As the underlying causes were addressed, improvement became apparent relatively quickly. Over the following months, the patient experienced sustained weight loss, normalization of blood pressure, resolution of urinary symptoms, and a marked reduction in musculoskeletal pain. Her physical mobility and external appearance improved, and under psychiatric supervision, previously prescribed antidepressants were gradually discontinued.

By the six-month follow-up, under continuous medical supervision, with regular monitoring and treatment adjustments, the patient had lost 29 kilograms. Moreover, she regained functional independence and reported a significant improvement in overall quality of life. Under psychiatric supervision, antidepressant therapy was discontinued. She later described her life in terms of “before” and “after” treatment.

Despite this growing body of evidence, menopausal hormone therapy remains underused. “Many women reach hormone therapy only after years of unmanaged symptoms,” the expert notes. “At the same time, some clinicians still rely on outdated risk narratives, without differentiating older protocols from what evidence-based medicine supports today.”

Bridging this gap has become a significant part of her professional work. For more than a decade, alongside clinical practice, she has delivered educational programs for physicians and healthcare professionals, focusing on the physiology of hormonal transitions and the long-term consequences of untreated deficiency. In her experience, this educational step often marks the moment when caution rooted in fear gives way to informed clinical decisions.

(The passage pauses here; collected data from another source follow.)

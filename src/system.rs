//! The comment system as callers see it.
//!
//! `CommentSystem` bundles a store with the assembler and exposes the
//! operations the application and the REST layer use.

use std::sync::Arc;

use crate::assembler::ConversationAssembler;
use crate::migration::{migrate_if_empty, LegacyCommentSource, MigrationError, MigrationOutcome};
use crate::seed;
use crate::store::{CommentStore, StoreError};
use crate::types::{AuthorId, Comment, CommentId, Conversation, NewComment, PostId};

/// Threaded comments over one store.
pub struct CommentSystem<S: CommentStore> {
    store: Arc<S>,
    assembler: ConversationAssembler<S>,
}

impl<S: CommentStore> CommentSystem<S> {
    /// Create a system over `store`.
    pub fn new(store: S) -> Self {
        Self::from_arc(Arc::new(store))
    }

    /// Create a system over a shared store.
    pub fn from_arc(store: Arc<S>) -> Self {
        let assembler = ConversationAssembler::new(Arc::clone(&store));
        Self { store, assembler }
    }

    /// The underlying store.
    pub fn store(&self) -> &Arc<S> {
        &self.store
    }

    /// Import legacy flat comments if the store is empty.
    pub async fn initialize<L>(&self, source: &L) -> Result<MigrationOutcome, MigrationError>
    where
        L: LegacyCommentSource + ?Sized,
    {
        migrate_if_empty(self.store.as_ref(), source).await
    }

    /// Post a comment or a reply; returns the new identity.
    pub async fn add_comment(&self, comment: NewComment) -> Result<CommentId, StoreError> {
        self.store.add_comment(comment).await
    }

    /// Full reply tree of a post.
    pub async fn get_full_conversation(&self, post_id: PostId) -> Result<Conversation, StoreError> {
        self.assembler.get_full_conversation(post_id).await
    }

    /// Reply tree below one comment, or `None` if it does not exist.
    pub async fn get_thread(&self, comment_id: CommentId) -> Result<Option<Conversation>, StoreError> {
        self.assembler.get_subtree(comment_id).await
    }

    /// Fetch one comment.
    pub async fn get_comment(&self, id: CommentId) -> Result<Option<Comment>, StoreError> {
        self.store.get_comment(id).await
    }

    /// Parent of a comment.
    pub async fn get_parent(&self, id: CommentId) -> Result<Option<CommentId>, StoreError> {
        self.store.get_parent(id).await
    }

    /// Direct replies of a comment.
    pub async fn get_children(&self, id: CommentId) -> Result<Vec<Comment>, StoreError> {
        self.store.get_children(id).await
    }

    /// Posts with at least one comment.
    pub async fn get_all_posts_with_comments(&self) -> Result<Vec<PostId>, StoreError> {
        self.store.list_posts_with_comments().await
    }

    /// Known users.
    pub async fn get_all_users(&self) -> Result<Vec<AuthorId>, StoreError> {
        self.store.list_authors().await
    }

    /// Every comment identity.
    pub async fn get_all_comments(&self) -> Result<Vec<CommentId>, StoreError> {
        self.store.list_comment_ids().await
    }

    /// Seed 50 sample comments under `post_id`.
    pub async fn create_test_conversations(
        &self,
        post_id: PostId,
        base_user: AuthorId,
    ) -> Result<Vec<CommentId>, StoreError> {
        seed::create_test_conversations(self.store.as_ref(), post_id, base_user).await
    }

    /// Delete a comment with its replies.
    pub async fn delete_comment(&self, id: CommentId) -> Result<u64, StoreError> {
        self.store.delete_comment(id).await
    }

    /// Remove every comment.
    pub async fn clear_all(&self) -> Result<(), StoreError> {
        tracing::warn!("clearing all comments");
        self.store.clear_all().await
    }
}

impl<S: CommentStore> Clone for CommentSystem<S> {
    fn clone(&self) -> Self {
        Self {
            store: Arc::clone(&self.store),
            assembler: self.assembler.clone(),
        }
    }
}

In parallel, she advances this evidence-based framework at the professional level through major European medical forums. Davydenko has participated in the European Board and College of Obstetrics and Gynaecology (EBCOG) congresses (one of the largest and most authoritative platforms in European women’s health), held in Paris and other European capitals. At the 2021 EBCOG Congress in Athens, she presented a scientific report based on her PhD research, focusing on immune and inflammatory mechanisms associated with chronic hormonal deficiency and their clinical implications for about 30,000 listeners..

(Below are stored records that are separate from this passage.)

//! Comment storage backends.
//!
//! Every backend persists the same logical records (identity, author, post,
//! optional parent, text, timestamp) and answers the same queries in the
//! same `(created_at, id)` order, so the assembler cannot tell them apart.

pub mod backend;
pub mod memory;

#[cfg(feature = "postgres")]
pub mod postgres;

#[cfg(feature = "graph")]
pub mod graph;

use async_trait::async_trait;

use crate::types::{AuthorId, Comment, CommentId, NewComment, PostId, ValidationError};

/// Error type shared by all comment stores.
#[derive(Debug, thiserror::Error)]
pub enum StoreError {
    /// Request rejected before any write.
    #[error("Invalid comment: {0}")]
    Validation(#[from] ValidationError),
    /// Reply to a comment that does not exist.
    #[error("Parent comment not found: {0}")]
    ParentNotFound(CommentId),
    /// Reply to a comment of another post.
    #[error("Parent comment {parent} belongs to post {found}, not {expected}")]
    ParentPostMismatch {
        /// The referenced parent.
        parent: CommentId,
        /// Post of the new comment.
        expected: PostId,
        /// Post the parent actually belongs to.
        found: PostId,
    },
    /// Backend failure that is not a database driver error.
    #[error("Backend error: {0}")]
    Backend(String),
    /// Relational database error.
    #[cfg(feature = "postgres")]
    #[error("Database error: {0}")]
    Database(#[from] sqlx::Error),
    /// Graph database error.
    #[cfg(feature = "graph")]
    #[error("Graph database error: {0}")]
    Graph(#[from] neo4rs::Error),
}

impl StoreError {
    /// Create a backend error from any error type.
    pub fn backend<E: std::fmt::Display>(e: E) -> Self {
        Self::Backend(e.to_string())
    }

    /// Whether the failure came from the backing database rather than the request.
    pub fn is_connectivity(&self) -> bool {
        match self {
            Self::Backend(_) => true,
            #[cfg(feature = "postgres")]
            Self::Database(_) => true,
            #[cfg(feature = "graph")]
            Self::Graph(_) => true,
            _ => false,
        }
    }

    /// Whether the request itself was at fault.
    pub fn is_rejection(&self) -> bool {
        matches!(
            self,
            Self::Validation(_) | Self::ParentNotFound(_) | Self::ParentPostMismatch { .. }
        )
    }
}

/// Capability interface of a comment store.
///
/// Implementations must:
/// - assign identity and timestamp atomically inside `add_comment`
/// - reject replies to unknown parents and to parents of another post
/// - return comment lists ordered by `(created_at, id)` ascending
/// - treat unknown ids and posts as empty results, never as errors
/// - delete reply subtrees together with the comment they hang from
#[async_trait]
pub trait CommentStore: Send + Sync {
    /// Persist a new comment and return its identity.
    async fn add_comment(&self, comment: NewComment) -> Result<CommentId, StoreError>;

    /// Fetch a comment by identity.
    async fn get_comment(&self, id: CommentId) -> Result<Option<Comment>, StoreError>;

    /// Parent of a comment; `None` for roots and unknown ids.
    async fn get_parent(&self, id: CommentId) -> Result<Option<CommentId>, StoreError>;

    /// Direct replies of a comment.
    async fn get_children(&self, id: CommentId) -> Result<Vec<Comment>, StoreError>;

    /// Every comment of a post.
    async fn get_all_comments_for_post(&self, post_id: PostId) -> Result<Vec<Comment>, StoreError>;

    /// `max(id) + 1`, or 1 for an empty store.
    ///
    /// Informational only. Writers never pre-allocate with it.
    async fn next_available_id(&self) -> Result<CommentId, StoreError>;

    /// Total number of comments.
    async fn count_comments(&self) -> Result<u64, StoreError>;

    /// Posts with at least one comment, ascending.
    async fn list_posts_with_comments(&self) -> Result<Vec<PostId>, StoreError>;

    /// Users known to the store, ascending.
    async fn list_authors(&self) -> Result<Vec<AuthorId>, StoreError>;

    /// Every comment identity, ascending.
    async fn list_comment_ids(&self) -> Result<Vec<CommentId>, StoreError>;

    /// Delete a comment and its whole reply subtree. Returns the number removed.
    async fn delete_comment(&self, id: CommentId) -> Result<u64, StoreError>;

    /// Delete every comment of a post (post deletion cascade).
    async fn delete_post(&self, post_id: PostId) -> Result<u64, StoreError>;

    /// Delete every comment of an author and all replies beneath them
    /// (user deletion cascade).
    async fn delete_author(&self, author_id: AuthorId) -> Result<u64, StoreError>;

    /// Remove every comment.
    async fn clear_all(&self) -> Result<(), StoreError>;
}

pub use backend::CommentBackend;
pub use memory::InMemoryCommentStore;

#[cfg(feature = "postgres")]
pub use postgres::{PoolStats, PostgresCommentStore, PostgresConfig};

#[cfg(feature = "graph")]
pub use graph::{GraphConfig, Neo4jCommentStore};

This perspective reframes menopausal care. The objective is no longer limited to relieving hot flashes or sleep disturbances, but to preserving cardiovascular health, musculoskeletal integrity, cognitive stability, and metabolic balance over time. Hormonal therapy becomes one element of a broader preventive strategy that includes weight management, insulin resistance correction, and cardiovascular risk reduction.

“I don’t see medical anti-aging as an attempt to reverse time. The goal is to restore physiological balance so people can stay active, resilient, and engaged in their lives”, the specialist says.

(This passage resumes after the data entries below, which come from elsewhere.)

impl InMemoryCommentStore {
    /// Create a new empty store stamped by the system clock.
    pub fn new() -> Self {
        Self::with_clock(Arc::new(Utc::now))
    }

    /// Create a store with a custom timestamp source.
    pub fn with_clock(clock: Clock) -> Self {
        Self {
            state: Arc::new(RwLock::new(State::default())),
            clock,
        }
    }

    /// Make a user known to the store without a comment.
    pub fn register_user(&self, user: AuthorId) {
        self.state.write().users.insert(user);
    }

    /// Insert a comment verbatim, bypassing validation and parent checks.
    ///
    /// Models rows written out of band (dangling or cyclic parents) so readers
    /// can be exercised against damaged data.
    pub fn insert_unchecked(&self, comment: Comment) {
        self.state.write().insert(comment);
    }

    /// Number of comments held.
    pub fn len(&self) -> usize {
        self.state.read().comments.len()
    }

    /// Whether the store holds no comments.
    pub fn is_empty(&self) -> bool {
        self.state.read().comments.is_empty()
    }
}

impl Default for InMemoryCommentStore {
    fn default() -> Self {
        Self::new()
    }
}

impl fmt::Debug for InMemoryCommentStore {
    fn fmt(&self, f: &mut fmt::Formatter<'_>) -> fmt::Result {
        let state = self.state.read();
        f.debug_struct("InMemoryCommentStore")
            .field("comments", &state.comments.len())
            .field("sequence", &state.sequence)
            .finish()
    }
}

#[async_trait]
impl CommentStore for InMemoryCommentStore {
    async fn add_comment(&self, comment: NewComment) -> Result<CommentId, StoreError> {
        comment.validate()?;

        let mut state = self.state.write();

        if let Some(parent_id) = comment.parent_id {
            let parent = state
                .comments
                .get(&parent_id)
                .ok_or(StoreError::ParentNotFound(parent_id))?;
            if parent.post_id != comment.post_id {
                return Err(StoreError::ParentPostMismatch {
                    parent: parent_id,
                    expected: comment.post_id,
                    found: parent.post_id,
                });
            }
        }

        let id = CommentId::new(state.sequence + 1);
        state.insert(Comment {
            id,
            author_id: comment.author_id,
            post_id: comment.post_id,
            text: comment.text,
            parent_id: comment.parent_id,
            created_at: (self.clock)(),
        });

        tracing::debug!(comment_id = %id, post_id = %comment.post_id, "comment added");
        Ok(id)
    }

    async fn get_comment(&self, id: CommentId) -> Result<Option<Comment>, StoreError> {
        Ok(self.state.read().comments.get(&id).cloned())
    }

    async fn get_parent(&self, id: CommentId) -> Result<Option<CommentId>, StoreError> {
        Ok(self
            .state
            .read()
            .comments
            .get(&id)
            .and_then(|c| c.parent_id))
    }

    async fn get_children(&self, id: CommentId) -> Result<Vec<Comment>, StoreError> {
        let state = self.state.read();
        let replies = state.children.get(&id).cloned().unwrap_or_default();
        Ok(state.collect(replies))
    }

    async fn get_all_comments_for_post(&self, post_id: PostId) -> Result<Vec<Comment>, StoreError> {
        let state = self.state.read();
        let ids: Vec<CommentId> = state
            .comments
            .values()
            .filter(|c| c.post_id == post_id)
            .map(|c| c.id)
            .collect();
        Ok(state.collect(ids))
    }

    async fn next_available_id(&self) -> Result<CommentId, StoreError> {
        Ok(self
            .state
            .read()
            .comments
            .keys()
            .next_back()
            .map(|id| id.next())
            .unwrap_or(CommentId::FIRST))
    }

    async fn count_comments(&self) -> Result<u64, StoreError> {
        Ok(self.state.read().comments.len() as u64)
    }

    async fn list_posts_with_comments(&self) -> Result<Vec<PostId>, StoreError> {
        let posts: BTreeSet<PostId> = self
            .state
            .read()
            .comments
            .values()
            .map(|c| c.post_id)
            .collect();
        Ok(posts.into_iter().collect())
    }

    async fn list_authors(&self) -> Result<Vec<AuthorId>, StoreError> {
        let state = self.state.read();
        let mut authors = state.users.clone();
        authors.extend(state.comments.values().map(|c| c.author_id));
        Ok(authors.into_iter().collect())
    }

    async fn list_comment_ids(&self) -> Result<Vec<CommentId>, StoreError> {
        Ok(self.state.read().comments.keys().copied().collect())
    }

    async fn delete_comment(&self, id: CommentId) -> Result<u64, StoreError> {
        let removed = self.state.write().remove_subtree(id);
        tracing::debug!(comment_id = %id, removed, "comment subtree deleted");
        Ok(removed)
    }

    async fn delete_post(&self, post_id: PostId) -> Result<u64, StoreError> {
        let mut state = self.state.write();
        let ids: Vec<CommentId> = state
            .comments
            .values()
            .filter(|c| c.post_id == post_id)
            .map(|c| c.id)
            .collect();

        let removed: u64 = ids.into_iter().map(|id| state.remove_subtree(id)).sum();
        tracing::debug!(post_id = %post_id, removed, "post comments deleted");
        Ok(removed)
    }

    async fn delete_author(&self, author_id: AuthorId) -> Result<u64, StoreError> {
        let mut state = self.state.write();
        state.users.remove(&author_id);
        let ids: Vec<CommentId> = state
            .comments
            .values()
            .filter(|c| c.author_id == author_id)
            .map(|c| c.id)
            .collect();

        let removed: u64 = ids.into_iter().map(|id| state.remove_subtree(id)).sum();
        tracing::debug!(author_id = %author_id, removed, "author comments deleted");
        Ok(removed)
    }

    async fn clear_all(&self) -> Result<(), StoreError> {
        let mut state = self.state.write();
        state.comments.clear();
        state.children.clear();
        Ok(())
    }
}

As populations age and healthcare systems face rising chronic disease burdens, menopause can no longer be treated as a secondary concern. It represents a critical intervention point,  where informed, proactive care can reshape decades of health outcomes.  Kateryna Davydenko, who is already working within this paradigm, argues that gynecology is evolving away from episodic treatment and toward integrated longevity care. The greatest risk, as current evidence increasingly suggests, lies not in appropriate hormonal therapy, but in postponing or avoiding it altogether.